Kurzum: alle vier Jahre der gleiche falsche Ton, das intellektuelle Ressentiment gegen ein Ereignis, das die meisten Menschen in den teilnehmenden Ländern am Ende doch sehr mitnimmt. Tatsächlich lebt, erstens, alles olympische Tun von der Grundregel des Sports: Man weiß nie wirklich, wer Gold gewinnt. Vor vier Jahren hätte alle Welt geschworen, daß Gunda Niemann gewinnen wird – und sie strauchelte doch. Um so mehr darf man jetzt mitfühlen, daß sie ihre Nervosität diesmal im Griff hatte und siegte. Ihre Freude wirkte ehrlich und ansteckend. Zweitens ist den meisten TV-Mitfieberern ganz egal, ob ein Sportler hübsch ist oder hernach Millionär wird – entscheidend ist, ob er oder sie famos kämpft und vielleicht über sich hinauswächst. Wir Zuschauer hoffen, daß das ewige Märchen von David gegen Goliath wahr werde.

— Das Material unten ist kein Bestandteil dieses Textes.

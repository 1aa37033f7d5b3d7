//! HTTP API for the todo feed.
//!
//! The server is generic over `TodoStore`; the binary picks the backend once
//! at start-up and hands the concrete store in.

pub mod routes;
mod state;
pub mod v1;


use std::env;
use std::fmt;
use std::net::{IpAddr, Ipv4Addr};
use std::path::PathBuf;
use std::str::FromStr;

use miette::Diagnostic;
use thiserror::Error;
use tower_http::trace::TraceLayer;
use tracing::info;
use tracing_subscriber::{layer::SubscriberExt, util::SubscriberInitExt};

use crate::db::TodoStore;
use crate::paths::{get_json_path, get_sqlite_path};

pub use state::AppState;

/// Environment variable selecting the storage backend.
pub const STORE_ENV: &str = "TODO_FEED_STORE";

/// Environment variable overriding the backend file path.
pub const DB_PATH_ENV: &str = "TODO_FEED_DB";

/// Errors that stop the API server from starting or serving.
#[derive(Error, Diagnostic, Debug)]
pub enum ApiError {
    #[error("Server I/O error: {0}")]
    #[diagnostic(code(todo_feed::api::io))]
    Io(#[from] std::io::Error),

    #[error("Invalid value {value:?} for {name}")]
    #[diagnostic(
        code(todo_feed::api::config),
        help("Supported storage backends are `json` and `sqlite`")
    )]
    InvalidConfig { name: String, value: String },
}

/// Storage backend behind the repository.
#[derive(Debug, Clone, Copy, PartialEq, Eq, Default, clap::ValueEnum)]
pub enum StoreBackend {
    /// Single JSON document on disk
    #[default]
    Json,
    /// SQLite database with embedded migrations
    Sqlite,
}

impl FromStr for StoreBackend {
    type Err = ApiError;

    fn from_str(s: &str) -> Result<Self, Self::Err> {
        match s.trim().to_ascii_lowercase().as_str() {
            "json" => Ok(Self::Json),
            "sqlite" => Ok(Self::Sqlite),
            _ => Err(ApiError::InvalidConfig {
                name: STORE_ENV.to_string(),
                value: s.to_string(),
            }),
        }
    }
}

impl fmt::Display for StoreBackend {
    fn fmt(&self, f: &mut fmt::Formatter<'_>) -> fmt::Result {
        match self {
            Self::Json => write!(f, "json"),
            Self::Sqlite => write!(f, "sqlite"),
        }
    }
}

/// Which backend to open and where its file lives.
#[derive(Debug, Clone, Default, PartialEq, Eq)]
pub struct StoreConfig {
    pub backend: StoreBackend,
    /// Explicit file path; `None` means the XDG default for the backend.
    pub path: Option<PathBuf>,
}

impl StoreConfig {
    /// Resolve the file the backend should open.
    pub fn path(&self) -> PathBuf {
        self.path.clone().unwrap_or_else(|| match self.backend {
            StoreBackend::Json => get_json_path(),
            StoreBackend::Sqlite => get_sqlite_path(),
        })
    }
}

/// API server configuration
#[derive(Debug, Clone)]
pub struct Config {
    /// Host address to bind to
    pub host: IpAddr,
    /// Port to listen on
    pub port: u16,
    /// Storage backend selection
    pub store: StoreConfig,
}

impl Default for Config {
    fn default() -> Self {
        Self {
            host: IpAddr::V4(Ipv4Addr::UNSPECIFIED),
            port: 3000,
            store: StoreConfig::default(),
        }
    }
}

impl Config {
    /// Create config from defaults overlaid with environment variables.
    ///
    /// Reads `TODO_FEED_STORE` and `TODO_FEED_DB`. Empty values are ignored.
    pub fn new() -> Result<Self, ApiError> {
        let mut config = Self::default();

        if let Some(raw) = env::var(STORE_ENV).ok().filter(|v| !v.trim().is_empty()) {
            config.store.backend = raw.parse()?;
        }
        if let Some(path) = env::var_os(DB_PATH_ENV).filter(|v| !v.is_empty()) {
            config.store.path = Some(PathBuf::from(path));
        }

        Ok(config)
    }

    pub fn with_host(mut self, host: IpAddr) -> Self {
        self.host = host;
        self
    }

    pub fn with_port(mut self, port: u16) -> Self {
        self.port = port;
        self
    }

    /// Override the storage backend (CLI flag takes precedence over env).
    pub fn with_backend(mut self, backend: StoreBackend) -> Self {
        self.store.backend = backend;
        self
    }

    /// Override the backend file path (CLI flag takes precedence over env).
    pub fn with_db_path(mut self, path: PathBuf) -> Self {
        self.store.path = Some(path);
        self
    }
}

/// Initialize tracing subscriber with env filter
pub fn init_tracing() {
    tracing_subscriber::registry()
        .with(
            tracing_subscriber::EnvFilter::try_from_default_env()
                .unwrap_or_else(|_| "todo_feed=debug,tower_http=debug".into()),
        )
        .with(tracing_subscriber::fmt::layer())
        .init();
}

/// Run the API server with the given configuration and store
pub async fn run<S: TodoStore + 'static>(config: Config, store: S) -> Result<(), ApiError> {
    let state = AppState::new(store);
    let app = routes::create_router(state).layer(TraceLayer::new_for_http());

    let addr = format!("{}:{}", config.host, config.port);
    let listener = tokio::net::TcpListener::bind(&addr).await?;
    info!(backend = %config.store.backend, "API server listening on http://{}", addr);

    axum::serve(listener, app).await?;
    Ok(())
}
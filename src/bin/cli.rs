use miette::Result;

#[tokio::main]
async fn main() -> Result<()> {
    let _ = rustls::crypto::ring::default_provider().install_default();
    todo_feed::cli::run().await?;
    Ok(())
}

Das IOC ist zwar ein Klub alter Männer, dennoch wissen sie genau, daß Olympische Winterspiele, die nur auf Spektakel wie Eishockey setzen, unattraktiv sind. Zuschauen würden nur Fans – und das lohnte sich für die Sponsoren nicht. Sie brauchen ein breites Publikumsinteresse. Insofern sind die Winterspiele gerade auf Disziplinen wie Rodeln oder Skispringen angewiesen – nur über diese Vielfalt haben kleine Länder ohne Wintersporttradition – wie Bulgarien – überhaupt eine Chance, Helden ihres Alltags hervorzubringen.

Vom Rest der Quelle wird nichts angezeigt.